Muchas personas conservan alguna mesa de luz rota, rayada o pasada de moda en un depósito porque creen que ya no tiene solución. Sin embargo, especialistas en decoración y reciclaje creativo aseguran que estos muebles son una excelente base para desarrollar proyectos económicos capaces de renovar distintos espacios del hogar.
La ventaja principal es que ya cuentan con estructura, cajones y superficie de apoyo, lo que facilita enormemente cualquier transformación.
1. Convertirla en una mesa auxiliar para el living
Una de las ideas más populares consiste en lijar la madera, aplicar una nueva pintura y transformarla en una mesa lateral para el sofá.
Los tonos claros, blancos envejecidos o colores tierra son tendencia dentro de la decoración actual y ayudan a modernizar por completo el mueble.
Además, los cajones permiten guardar controles remotos, revistas o pequeños objetos cotidianos.

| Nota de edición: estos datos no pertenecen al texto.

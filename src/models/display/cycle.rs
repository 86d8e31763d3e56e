//! Cycle display model

use serde::Serialize;
use tabled::Tabled;

use crate::output::table::cell;
use zapi::client::Cycle;

/// Cycle row for table/JSON output.
#[derive(Debug, Clone, Tabled, Serialize)]
pub struct CycleDisplay {
    #[tabled(rename = "CYCLE ID")]
    pub id: String,

    #[tabled(rename = "NAME")]
    pub name: String,

    #[tabled(rename = "VERSION")]
    pub version: String,

    #[tabled(rename = "BUILD")]
    pub build: String,

    #[tabled(rename = "ENVIRONMENT")]
    pub environment: String,

    /// Start and end date, as sent by the server
    #[tabled(rename = "DATES")]
    pub dates: String,

    #[tabled(rename = "EXECUTIONS")]
    pub executions: String,

    #[tabled(rename = "DEFECTS")]
    pub defects: String,
}

impl From<&Cycle> for CycleDisplay {
    fn from(cycle: &Cycle) -> Self {
        let version = cycle
            .version_name
            .clone()
            .or_else(|| cycle.version_id.map(|id| id.to_string()));

        let dates = match (cycle.start_date.as_deref(), cycle.end_date.as_deref()) {
            (None, None) => cell::<&str>(None),
            (start, end) => format!("{} → {}", cell(start), cell(end)),
        };

        // Prefer the server's own total, fall back to the status breakdown
        let executions = cycle
            .total_executions
            .or_else(|| cycle.execution_summaries.as_ref().map(|_| cycle.summarized_executions()));

        Self {
            id: cell(cycle.id),
            name: cell(cycle.name.as_deref()),
            version: cell(version),
            build: cell(cycle.build.as_deref()),
            environment: cell(cycle.environment.as_deref()),
            dates,
            executions: cell(executions),
            defects: cell(cycle.total_defects),
        }
    }
}

impl From<Cycle> for CycleDisplay {
    fn from(cycle: Cycle) -> Self {
        Self::from(&cycle)
    }
}
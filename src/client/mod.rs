//! ZAPI client
//!
//! [`ZapiClient`] implements one trait per resource ([`CycleApi`],
//! [`ExecutionApi`], [`FolderApi`]) on top of a pluggable [`Transport`].

pub mod api;
pub mod endpoints;
#[cfg(test)]
pub mod fixtures;
pub mod keyed;
#[cfg(test)]
pub mod mock;
pub mod models;
pub mod transport;
pub mod zapi;

pub use api::{CycleApi, ExecutionApi, FolderApi};
pub use endpoints::Endpoints;
#[cfg(test)]
#[allow(unused_imports)]
pub use mock::MockTransport;
pub use models::{
    Cycle, CycleCreateReply, CycleListFilter, Execution, ExecutionStatus, ExecutionSummaries,
    ExecutionSummary, Folder, FolderListFilter, ListFilter,
};
pub use transport::{ApiRequest, HttpTransport, Transport};
pub use zapi::ZapiClient;

/// Combined ZAPI surface (all resource traits)
///
/// Implemented automatically for anything implementing the three resource
/// traits, so command code can take `&dyn ZapiApi`.
pub trait ZapiApi: CycleApi + ExecutionApi + FolderApi {}

impl<T: CycleApi + ExecutionApi + FolderApi> ZapiApi for T {}
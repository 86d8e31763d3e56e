//! Init command implementation

use colored::Colorize;
use dialoguer::{Input, Password, theme::ColorfulTheme};

use crate::cli::args::GlobalOptions;
use zapi::config::Config;
use zapi::error::Result;

/// Values passed on the command line; anything missing is prompted for
#[derive(Debug, Default)]
pub struct InitArgs {
    pub base_url: Option<String>,
    pub username: Option<String>,
    pub api_token: Option<String>,
}

/// Run the init command
///
/// Existing values in the config file (endpoint templates, timeout) are kept;
/// only the connection settings are replaced.
pub fn run(opts: &GlobalOptions, args: InitArgs) -> Result<()> {
    println!("{}", "Welcome to zapi!".bold().green());
    println!("Let's set up your Jira connection.\n");

    let theme = ColorfulTheme::default();

    let base_url = match args.base_url {
        Some(url) => url,
        None => Input::<String>::with_theme(&theme)
            .with_prompt("Jira base URL")
            .interact_text()?,
    };

    let username = match args.username {
        Some(user) => user,
        None => Input::<String>::with_theme(&theme)
            .with_prompt("Jira username")
            .interact_text()?,
    };

    let api_token = match args.api_token {
        Some(token) => token,
        None => Password::with_theme(&theme)
            .with_prompt("Jira API token")
            .interact()?,
    };

    let path = Config::resolve_path(opts.config_ref())?;
    let mut config = Config::load_from(path.clone()).unwrap_or_default();
    config.base_url = Some(base_url.trim().trim_end_matches('/').to_string());
    config.username = Some(username.trim().to_string());
    config.api_token = Some(api_token);
    config.validate()?;

    config.save_to(path.clone())?;

    println!(
        "\n{} Configuration saved to: {}",
        "✓".green(),
        path.display()
    );

    println!("\n{}", "You're all set! Try running:".bold());
    println!("  {} - Show configuration status", "zapi status".cyan());
    println!(
        "  {} - List cycles",
        "zapi cycle list --project <ID>".cyan()
    );

    Ok(())
}

#[cfg(test)]
mod tests {
    use super::*;
    use crate::cli::OutputFormat;
    use tempfile::tempdir;

    fn opts_for(path: &std::path::Path) -> GlobalOptions {
        GlobalOptions {
            format: OutputFormat::Table,
            config: Some(path.to_string_lossy().into_owned()),
        }
    }

    #[test]
    fn test_init_with_all_flags_writes_config() {
        let temp = tempdir().unwrap();
        let path = temp.path().join("config.yaml");

        run(
            &opts_for(&path),
            InitArgs {
                base_url: Some("https://jira.example.com/".to_string()),
                username: Some("jdoe".to_string()),
                api_token: Some("secret-token".to_string()),
            },
        )
        .unwrap();

        let config = Config::load_from(path).unwrap();
        assert_eq!(config.base_url.as_deref(), Some("https://jira.example.com"));
        assert_eq!(config.username.as_deref(), Some("jdoe"));
        assert_eq!(config.api_token.as_deref(), Some("secret-token"));
    }

    #[test]
    fn test_init_keeps_existing_endpoints() {
        let temp = tempdir().unwrap();
        let path = temp.path().join("config.yaml");
        std::fs::write(&path, "timeout_secs: 5\nendpoints:\n  cycle: /custom/cycle\n").unwrap();

        run(
            &opts_for(&path),
            InitArgs {
                base_url: Some("https://jira.example.com".to_string()),
                username: Some("jdoe".to_string()),
                api_token: Some("secret-token".to_string()),
            },
        )
        .unwrap();

        let config = Config::load_from(path).unwrap();
        assert_eq!(config.timeout_secs, 5);
        assert_eq!(config.endpoints.cycle, "/custom/cycle");
    }
}
//! Display models for CLI output
//!
//! Converts API response types into table rows with CLI-friendly columns.

pub mod display;

pub use display::{CycleDisplay, ExecutionDisplay, FolderDisplay};
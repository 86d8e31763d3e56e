//! Folder API trait

use async_trait::async_trait;

use crate::client::models::{Folder, FolderListFilter};
use crate::error::Result;

/// Folder operations
#[async_trait]
pub trait FolderApi: Send + Sync {
    /// List the folders of a cycle.
    async fn list_folders(
        &self,
        cycle_id: i64,
        filter: Option<&FolderListFilter>,
    ) -> Result<Vec<Folder>>;

    /// Create a folder inside a cycle.
    async fn create_folder(&self, folder: &Folder) -> Result<Folder>;
}
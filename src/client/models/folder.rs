//! Folder models

use serde::{Deserialize, Serialize};

/// Named group of executions inside a cycle
#[derive(Debug, Clone, Default, PartialEq, Serialize, Deserialize)]
#[serde(rename_all = "camelCase")]
pub struct Folder {
    #[serde(default, skip_serializing_if = "Option::is_none")]
    pub id: Option<i64>,

    #[serde(default, skip_serializing_if = "Option::is_none")]
    pub name: Option<String>,

    /// Folder ID as reported by the folder listing
    #[serde(default, skip_serializing_if = "Option::is_none")]
    pub folder_id: Option<i64>,

    #[serde(default, skip_serializing_if = "Option::is_none")]
    pub folder_name: Option<String>,

    #[serde(
        default,
        rename = "folderDescription",
        skip_serializing_if = "Option::is_none"
    )]
    pub description: Option<String>,

    #[serde(default, skip_serializing_if = "Option::is_none")]
    pub cycle_id: Option<i64>,

    #[serde(default, skip_serializing_if = "Option::is_none")]
    pub cycle_name: Option<String>,

    #[serde(default, skip_serializing_if = "Option::is_none")]
    pub project_id: Option<i64>,

    #[serde(default, skip_serializing_if = "Option::is_none")]
    pub project_key: Option<String>,

    #[serde(default, skip_serializing_if = "Option::is_none")]
    pub version_id: Option<i64>,

    #[serde(default, skip_serializing_if = "Option::is_none")]
    pub version_name: Option<String>,
}

impl Folder {
    /// The folder's ID, whichever of `id` / `folderId` the endpoint filled in
    pub fn effective_id(&self) -> Option<i64> {
        self.id.or(self.folder_id)
    }

    /// The folder's name, whichever of `name` / `folderName` the endpoint filled in
    pub fn effective_name(&self) -> Option<&str> {
        self.name.as_deref().or(self.folder_name.as_deref())
    }
}
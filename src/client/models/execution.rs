//! Execution models

use serde::{Deserialize, Serialize};

/// A single test execution: one issue run inside a cycle
#[derive(Debug, Clone, Default, PartialEq, Serialize, Deserialize)]
#[serde(rename_all = "camelCase")]
pub struct Execution {
    /// Execution ID (0 until the server assigns one)
    #[serde(default, deserialize_with = "super::deserialize_null_as_default")]
    pub id: i64,

    #[serde(default, skip_serializing_if = "Option::is_none")]
    pub name: Option<String>,

    /// Username of the assignee
    #[serde(default, skip_serializing_if = "Option::is_none")]
    pub assigned_to: Option<String>,

    #[serde(default, skip_serializing_if = "Option::is_none")]
    pub component: Option<String>,

    #[serde(default, skip_serializing_if = "Option::is_none")]
    pub cycle_id: Option<i64>,

    #[serde(default, skip_serializing_if = "Option::is_none")]
    pub cycle_name: Option<String>,

    /// Status code as a string. Statuses are configurable per Jira instance,
    /// so this stays free-form ("-1" unexecuted, "1" pass, "2" fail, ...).
    #[serde(default, skip_serializing_if = "Option::is_none")]
    pub execution_status: Option<String>,

    #[serde(default, skip_serializing_if = "Option::is_none")]
    pub folder_id: Option<i64>,

    #[serde(default, skip_serializing_if = "Option::is_none")]
    pub folder_name: Option<String>,

    /// Jira issue (test case) ID
    #[serde(default, skip_serializing_if = "Option::is_none")]
    pub issue_id: Option<i64>,

    #[serde(default, skip_serializing_if = "Option::is_none")]
    pub issue_key: Option<String>,

    #[serde(default, skip_serializing_if = "Option::is_none")]
    pub label: Option<String>,

    #[serde(default, skip_serializing_if = "Option::is_none")]
    pub project_id: Option<i64>,

    #[serde(default, skip_serializing_if = "Option::is_none")]
    pub project_key: Option<String>,

    #[serde(default, skip_serializing_if = "Option::is_none")]
    pub summary: Option<String>,

    #[serde(default, skip_serializing_if = "Option::is_none")]
    pub version_id: Option<i64>,

    #[serde(default, skip_serializing_if = "Option::is_none")]
    pub version_name: Option<String>,
}

/// Body of an execute (status transition) request
#[derive(Debug, Clone, Default, PartialEq, Serialize, Deserialize)]
pub struct ExecutionStatus {
    /// Target status code, e.g. "1" for pass
    pub status: String,

    #[serde(default, skip_serializing_if = "Option::is_none")]
    pub assignee: Option<String>,
}

impl ExecutionStatus {
    pub fn new(status: impl Into<String>) -> Self {
        Self {
            status: status.into(),
            assignee: None,
        }
    }

    /// Reassign the execution as part of the transition
    pub fn assignee(mut self, assignee: impl Into<String>) -> Self {
        self.assignee = Some(assignee.into());
        self
    }
}
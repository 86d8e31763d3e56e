//! zapi CLI - manage Zephyr for Jira test cycles, executions and folders

use clap::Parser;

mod cli;
mod models;
mod output;

use cli::args::GlobalOptions;
use cli::{Cli, Commands, CycleCommands, ExecutionCommands, FolderCommands};
use zapi::error::Result;

#[tokio::main]
async fn main() {
    if let Err(err) = run().await {
        eprintln!("Error: {}", err);
        std::process::exit(1);
    }
}

/// Route logs to stderr; `--debug` raises the default level, `RUST_LOG` still wins
fn init_logging(debug: bool) {
    let default_level = if debug { "debug" } else { "warn" };
    env_logger::Builder::from_env(env_logger::Env::default().default_filter_or(default_level))
        .format_timestamp(None)
        .init();
}

async fn run() -> Result<()> {
    let cli = Cli::parse();
    init_logging(cli.debug);

    let opts = GlobalOptions::from_cli(&cli);
    log::debug!("Debug mode enabled");

    match cli.command {
        Commands::Init {
            base_url,
            username,
            api_token,
        } => cli::init::run(
            &opts,
            cli::init::InitArgs {
                base_url,
                username,
                api_token,
            },
        ),
        Commands::Status => cli::status::run(&opts),
        Commands::Version => {
            println!("zapi version {}", env!("CARGO_PKG_VERSION"));
            Ok(())
        }
        Commands::Cycle(cycle_cmd) => match cycle_cmd {
            CycleCommands::List { filter } => cli::cycle::list(&opts, &filter).await,
            CycleCommands::Create {
                name,
                project,
                version,
                description,
                build,
                environment,
                start_date,
                end_date,
            } => {
                let new = cli::cycle::NewCycle {
                    name,
                    project_id: project,
                    version_id: version,
                    description,
                    build,
                    environment,
                    start_date,
                    end_date,
                };
                cli::cycle::create(&opts, new).await
            }
        },
        Commands::Execution(exe_cmd) => match exe_cmd {
            ExecutionCommands::Create {
                issue,
                project,
                cycle,
                version,
                folder,
                assignee,
            } => {
                let new = cli::execution::NewExecution {
                    issue_id: issue,
                    project_id: project,
                    cycle_id: cycle,
                    version_id: version,
                    folder_id: folder,
                    assignee,
                };
                cli::execution::create(&opts, new).await
            }
            ExecutionCommands::Execute {
                id,
                status,
                assignee,
            } => cli::execution::execute(&opts, id, status, assignee).await,
        },
        Commands::Folder(folder_cmd) => match folder_cmd {
            FolderCommands::List { cycle_id, filter } => {
                cli::folder::list(&opts, cycle_id, &filter).await
            }
            FolderCommands::Create {
                name,
                cycle,
                project,
                version,
                description,
            } => {
                let new = cli::folder::NewFolder {
                    name,
                    cycle_id: cycle,
                    project_id: project,
                    version_id: version,
                    description,
                };
                cli::folder::create(&opts, new).await
            }
        },
        Commands::Completions { shell } => {
            cli::completions::run(shell);
            Ok(())
        }
    }
}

2. Crear una estación para plantas
Otra propuesta que gana cada vez más seguidores es convertir la mesa de luz en un soporte para macetas.
La superficie superior puede utilizarse para plantas grandes, mientras que los estantes y cajones sirven para herramientas de jardinería o pequeñas macetas decorativas.
Este tipo de proyecto combina reciclaje, funcionalidad y naturaleza dentro del hogar.
3. Transformarla en un mueble organizador
Con algunos cambios simples, una vieja mesa puede convertirse en un organizador para entradas, escritorios o habitaciones infantiles.
Se pueden agregar canastos, etiquetas o nuevas manijas para darle un aspecto completamente renovado.
Además de mejorar la organización, aporta personalidad y evita comprar muebles nuevos.
Reciclaje que ahorra dinero
El crecimiento del reciclaje demuestra que muchos muebles aparentemente arruinados todavía tienen mucho potencial.
Una mesa de luz vieja puede transformarse en una pieza moderna y funcional con una inversión mínima.
Porque muchas veces, los mejores cambios para el hogar no comienzan en una tienda, sino redescubriendo lo que ya tenemos en casa.